Verkehrungen ins Gegenteil. Über Subversion als Machttechnik.
- Fachgebiete:
- Medienbildung
- Politische Bildung
Rezension:
Der schmale Band ist Teil einer Reihe des Matthes und Seitz Verlages, die in einem handlichen Format Werkzeuge, Begriffe, Konzepte und Ideen präsentiert, mit denen wir die Welt und das, was sich gegenwärtig in ihr tut, besser fassen und (be-)greifen können.

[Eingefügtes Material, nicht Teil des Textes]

//! Composition root
//!
//! [`Orchestra`] owns the single registry value and wires it, the cache and
//! the configured providers into an orchestrator and a maintenance scheduler.

use crate::maintenance::{MaintenanceHandle, MaintenanceReport, MaintenanceScheduler};
use crate::orchestrator::Orchestrator;
use orchestra_core::{OrchestraConfig, Result};
use orchestra_models::{ModelLoader, ModelRegistry, ReferenceLoader};
use orchestra_provider::{BreakerProvider, LocalModelProvider, Provider, RemoteProvider};
use std::sync::Arc;

/// Fully wired system
#[derive(Debug)]
pub struct Orchestra {
    config: OrchestraConfig,
    registry: Arc<ModelRegistry>,
    orchestrator: Arc<Orchestrator>,
    scheduler: Arc<MaintenanceScheduler>,
    maintenance: Option<MaintenanceHandle>,
}

impl Orchestra {
    /// Build with the reference runtime
    ///
    /// # Errors
    /// - `OrchestraError::Configuration` on invalid configuration or an
    ///   unknown active provider
    /// - `OrchestraError::Io` if the model directory cannot be scanned
    pub fn build(config: OrchestraConfig) -> Result<Self> {
        let loader = Arc::new(ReferenceLoader::new(config.registry.memory_overhead_factor));
        Self::with_loader(config, loader)
    }

    /// Build with a specific runtime binding
    ///
    /// # Errors
    /// - as [`Self::build`]
    pub fn with_loader(config: OrchestraConfig, loader: Arc<dyn ModelLoader>) -> Result<Self> {
        config.validate()?;

        let registry = Arc::new(ModelRegistry::from_config(&config.registry, loader));
        if config.registry.scan_on_startup {
            registry.scan_directory(&config.registry.model_dir)?;
        }

        let orchestrator = Arc::new(Orchestrator::from_config(&config));
        let providers = &config.providers;
        let mut backends: Vec<Arc<dyn Provider>> = Vec::new();
        if providers.local.enabled {
            backends.push(Arc::new(LocalModelProvider::new(
                providers.local.id.clone(),
                Arc::clone(&registry),
            )));
        }
        if providers.router.enabled {
            backends.push(Arc::new(RemoteProvider::router(providers.router.clone())?));
        }
        if providers.daemon.enabled {
            backends.push(Arc::new(RemoteProvider::daemon(providers.daemon.clone())?));
        }
        for backend in backends {
            if config.breaker.enabled {
                orchestrator
                    .register_provider(Arc::new(BreakerProvider::new(backend, &config.breaker)));
            } else {
                orchestrator.register_provider(backend);
            }
        }
        if let Some(active) = &config.active_provider {
            orchestrator.set_active_provider(active).map_err(|e| {
                orchestra_core::OrchestraError::Configuration(format!(
                    "active_provider {active}: {e}"
                ))
            })?;
        }

        let scheduler = Arc::new(MaintenanceScheduler::from_config(
            &config.maintenance,
            Arc::clone(&registry),
            Arc::clone(orchestrator.cache()),
        ));

        tracing::info!(
            "Orchestra ready: {} model(s), providers {:?}",
            registry.list_available().len(),
            orchestrator.available_providers()
        );

        Ok(Self {
            config,
            registry,
            orchestrator,
            scheduler,
            maintenance: None,
        })
    }

    /// Start periodic maintenance if enabled; a no-op when already running
    pub fn start(&mut self) {
        if self.config.maintenance.enabled && self.maintenance.is_none() {
            self.maintenance = Some(Arc::clone(&self.scheduler).spawn());
        }
    }

    /// Run one maintenance pass now
    pub async fn maintain(&self) -> MaintenanceReport {
        self.scheduler.run_once().await
    }

    /// Stop maintenance and unload every model
    pub async fn shutdown(mut self) -> usize {
        if let Some(handle) = self.maintenance.take() {
            handle.shutdown().await;
        }
        let unloaded = self.registry.shutdown_all().await;
        tracing::info!("Orchestra shut down, {} model(s) unloaded", unloaded);
        unloaded
    }

    #[inline]
    #[must_use]
    pub fn config(&self) -> &OrchestraConfig {
        &self.config
    }

    #[inline]
    #[must_use]
    pub fn registry(&self) -> &Arc<ModelRegistry> {
        &self.registry
    }

    #[inline]
    #[must_use]
    pub fn orchestrator(&self) -> &Arc<Orchestrator> {
        &self.orchestrator
    }

    #[inline]
    #[must_use]
    pub fn is_maintaining(&self) -> bool {
        self.maintenance.as_ref().is_some_and(|h| !h.is_finished())
    }
}
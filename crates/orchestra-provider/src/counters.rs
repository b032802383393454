//! Lock-free provider counters
//!
//! Totals are plain atomics; per-model counters live in a `DashMap` keyed by
//! model id. Averages are derived on read from cumulative latency, never
//! stored, so every stored value only grows.
//!
//! Providers count a call through a [`RequestTracker`]. A tracker dropped
//! before it is settled, as happens when the caller times out and drops the
//! provider future, records a failure.

use chrono::{DateTime, TimeZone, Utc};
use dashmap::DashMap;
use metrics::{counter, histogram};
use orchestra_core::{ProviderMetrics, RequestMetrics};
use std::sync::atomic::{AtomicI64, AtomicU64, Ordering};
use std::time::{Duration, Instant};

/// Success rate a provider must exceed to be reported healthy
pub const HEALTHY_SUCCESS_RATE: f64 = 0.5;

/// Cost is accumulated in micro-dollars to stay atomic
const COST_SCALE: f64 = 1_000_000.0;

const NEVER: i64 = i64::MIN;

#[derive(Debug, Default)]
struct ModelCounters {
    requests: AtomicU64,
    successes: AtomicU64,
    failures: AtomicU64,
    success_latency_ms: AtomicU64,
}

/// Request counters for one provider
#[derive(Debug)]
pub struct ProviderCounters {
    provider: String,
    total: AtomicU64,
    successes: AtomicU64,
    failures: AtomicU64,
    success_latency_ms: AtomicU64,
    cost_micros: AtomicU64,
    last_request_ms: AtomicI64,
    per_model: DashMap<String, ModelCounters>,
}

impl ProviderCounters {
    /// Create zeroed counters
    #[must_use]
    pub fn new(provider: impl Into<String>) -> Self {
        Self {
            provider: provider.into(),
            total: AtomicU64::new(0),
            successes: AtomicU64::new(0),
            failures: AtomicU64::new(0),
            success_latency_ms: AtomicU64::new(0),
            cost_micros: AtomicU64::new(0),
            last_request_ms: AtomicI64::new(NEVER),
            per_model: DashMap::new(),
        }
    }

    /// Start counting one request against `model`
    pub fn track(&self, model: impl Into<String>) -> RequestTracker<'_> {
        RequestTracker {
            counters: self,
            model: model.into(),
            started: Instant::now(),
            settled: false,
        }
    }

    /// Record a successful request
    #[allow(
        clippy::cast_possible_truncation,
        clippy::cast_precision_loss,
        clippy::cast_sign_loss
    )]
    pub fn record_success(&self, model: &str, latency: Duration, cost: f64) {
        let ms = duration_ms(latency);
        self.begin(model);
        self.successes.fetch_add(1, Ordering::Relaxed);
        self.success_latency_ms.fetch_add(ms, Ordering::Relaxed);
        self.cost_micros
            .fetch_add((cost.max(0.0) * COST_SCALE).round() as u64, Ordering::Relaxed);
        self.with_model(model, |m| {
            m.successes.fetch_add(1, Ordering::Relaxed);
            m.success_latency_ms.fetch_add(ms, Ordering::Relaxed);
        });

        counter!("orchestra_provider_requests_total", "provider" => self.provider.clone(), "outcome" => "success")
            .increment(1);
        histogram!("orchestra_provider_latency_ms", "provider" => self.provider.clone(), "outcome" => "success")
            .record(ms as f64);
    }

    /// Record a failed request
    ///
    /// Failure latency is exported but kept out of the success average.
    #[allow(clippy::cast_precision_loss)]
    pub fn record_failure(&self, model: &str, latency: Duration) {
        self.begin(model);
        self.failures.fetch_add(1, Ordering::Relaxed);
        self.with_model(model, |m| {
            m.failures.fetch_add(1, Ordering::Relaxed);
        });

        counter!("orchestra_provider_requests_total", "provider" => self.provider.clone(), "outcome" => "failure")
            .increment(1);
        histogram!("orchestra_provider_latency_ms", "provider" => self.provider.clone(), "outcome" => "failure")
            .record(duration_ms(latency) as f64);
    }

    fn begin(&self, model: &str) {
        self.total.fetch_add(1, Ordering::Relaxed);
        self.last_request_ms
            .store(Utc::now().timestamp_millis(), Ordering::Relaxed);
        self.with_model(model, |m| {
            m.requests.fetch_add(1, Ordering::Relaxed);
        });
    }

    fn with_model(&self, model: &str, f: impl FnOnce(&ModelCounters)) {
        if let Some(counters) = self.per_model.get(model) {
            f(&counters);
            return;
        }
        let entry = self.per_model.entry(model.to_string()).or_default();
        f(&entry);
    }

    #[inline]
    #[must_use]
    pub fn total_requests(&self) -> u64 {
        self.total.load(Ordering::Relaxed)
    }

    /// Successful over total, 0.0 when idle
    #[must_use]
    #[allow(clippy::cast_precision_loss)]
    pub fn success_rate(&self) -> f64 {
        let total = self.total_requests();
        if total == 0 {
            return 0.0;
        }
        self.successes.load(Ordering::Relaxed) as f64 / total as f64
    }

    /// Idle, or success rate above [`HEALTHY_SUCCESS_RATE`]
    #[must_use]
    pub fn is_healthy(&self) -> bool {
        self.total_requests() == 0 || self.success_rate() > HEALTHY_SUCCESS_RATE
    }

    /// Mean latency of successful requests
    #[must_use]
    pub fn avg_latency_ms(&self) -> f64 {
        average(
            self.success_latency_ms.load(Ordering::Relaxed),
            self.successes.load(Ordering::Relaxed),
        )
    }

    #[must_use]
    pub fn last_request_at(&self) -> Option<DateTime<Utc>> {
        match self.last_request_ms.load(Ordering::Relaxed) {
            NEVER => None,
            ms => Utc.timestamp_millis_opt(ms).single(),
        }
    }

    /// Counters of one model
    #[must_use]
    pub fn model(&self, model: &str) -> Option<RequestMetrics> {
        self.per_model.get(model).map(|m| snapshot_model(&m))
    }

    /// Detached copy of every counter
    #[must_use]
    #[allow(clippy::cast_precision_loss)]
    pub fn snapshot(&self) -> ProviderMetrics {
        ProviderMetrics {
            total_requests: self.total_requests(),
            successful_requests: self.successes.load(Ordering::Relaxed),
            failed_requests: self.failures.load(Ordering::Relaxed),
            avg_latency_ms: self.avg_latency_ms(),
            total_cost: self.cost_micros.load(Ordering::Relaxed) as f64 / COST_SCALE,
            last_request_at: self.last_request_at(),
            success_rate: self.success_rate(),
            per_model: self
                .per_model
                .iter()
                .map(|e| (e.key().clone(), snapshot_model(e.value())))
                .collect(),
        }
    }
}

/// One in-flight request; counted as failed unless settled
#[derive(Debug)]
#[must_use = "a tracker that is never settled counts as a failure"]
pub struct RequestTracker<'a> {
    counters: &'a ProviderCounters,
    model: String,
    started: Instant,
    settled: bool,
}

impl RequestTracker<'_> {
    /// Re-key the request once the serving model is known
    pub fn set_model(&mut self, model: impl Into<String>) {
        self.model = model.into();
    }

    #[inline]
    #[must_use]
    pub fn elapsed(&self) -> Duration {
        self.started.elapsed()
    }

    /// Record success and return the measured latency
    pub fn succeed(mut self, cost: f64) -> Duration {
        self.settled = true;
        let elapsed = self.elapsed();
        self.counters.record_success(&self.model, elapsed, cost);
        elapsed
    }

    /// Record failure and return the measured latency
    pub fn fail(mut self) -> Duration {
        self.settled = true;
        let elapsed = self.elapsed();
        self.counters.record_failure(&self.model, elapsed);
        elapsed
    }
}

impl Drop for RequestTracker<'_> {
    fn drop(&mut self) {
        if !self.settled {
            tracing::debug!(
                "{} request on {} abandoned after {:?}",
                self.counters.provider,
                self.model,
                self.started.elapsed()
            );
            self.counters.record_failure(&self.model, self.started.elapsed());
        }
    }
}

fn snapshot_model(m: &ModelCounters) -> RequestMetrics {
    let successes = m.successes.load(Ordering::Relaxed);
    RequestMetrics {
        requests: m.requests.load(Ordering::Relaxed),
        successes,
        failures: m.failures.load(Ordering::Relaxed),
        avg_latency_ms: average(m.success_latency_ms.load(Ordering::Relaxed), successes),
    }
}

#[allow(clippy::cast_precision_loss)]
fn average(sum: u64, count: u64) -> f64 {
    if count == 0 {
        0.0
    } else {
        sum as f64 / count as f64
    }
}

#[allow(clippy::cast_possible_truncation)]
fn duration_ms(d: Duration) -> u64 {
    d.as_millis().min(u128::from(u64::MAX)) as u64
}
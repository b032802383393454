//! Orchestra Engine - routing, caching and upkeep
//!
//! Sits on top of the registry and providers:
//! - [`ResultCache`]: TTL cache keyed by a request [`Fingerprint`]
//! - [`RetryPolicy`]: bounded exponential backoff with jitter
//! - [`Orchestrator`]: provider chain with retries, fallback and deadlines
//! - [`MaintenanceScheduler`]: periodic cache purge and model eviction
//! - [`Orchestra`]: composition root built from an `OrchestraConfig`
//!
//! # Example
//!
//! ```rust,ignore
//! use orchestra_core::{CompletionRequest, OrchestraConfig};
//! use orchestra_engine::Orchestra;
//!
//! # async fn example() -> orchestra_core::Result<()> {
//! let mut orchestra = Orchestra::build(OrchestraConfig::default().apply_env_overrides())?;
//! orchestra.start();
//!
//! let request = CompletionRequest::new("Explain the retry policy").with_max_tokens(64);
//! let response = orchestra.orchestrator().execute_chat_completion(&request).await?;
//! println!("{} via {}", response.text, response.provider);
//!
//! orchestra.shutdown().await;
//! # Ok(())
//! # }
//! ```

#![warn(unreachable_pub)]
#![allow(missing_docs)]

pub mod app;
pub mod cache;
pub mod logging;
pub mod maintenance;
pub mod orchestrator;
pub mod retry;

pub use app::Orchestra;
pub use cache::{CacheStats, Fingerprint, ResultCache};
pub use logging::init_tracing;
pub use maintenance::{MaintenanceHandle, MaintenanceReport, MaintenanceScheduler};
pub use orchestrator::{Orchestrator, OrchestratorMetrics};
pub use retry::RetryPolicy;

/// Version of this crate
pub const VERSION: &str = env!("CARGO_PKG_VERSION");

Die Autor*innen kommen aus unterschiedlichen Wissensgebieten. Sylvia Sasse, die sich mit Umwertungen und Verkehrungen, wie etwa die „Täter-Opfer-Umkehr“, beschäftigt, ist Slawistin und Literaturwissenschaftlerin. 1968 in der DDR geboren, ist ihr die Thematik nicht fremd, wurde doch damals die Berliner Mauer, ähnlich eines heute als Spezialoperation umetikettierten Krieges, der vorgibt, die Ukraine zu entnazifizieren, als antifaschistischer Schutzwall bezeichnet und damit zugleich die westliche Demokratie als Faschismus denunziert. Dagegen benannte sich die DDR selbst, die ihre Bürger*innen hinter dieser Mauer wegsperrte, als eine Demokratische Republik und ihre Ideologen denunzierten die Meinungsfreiheit im westlichen Europa als gelenkt und unfrei, während ihr Apparat jede Äußerung einer freien Meinung verfolgte und bestrafte.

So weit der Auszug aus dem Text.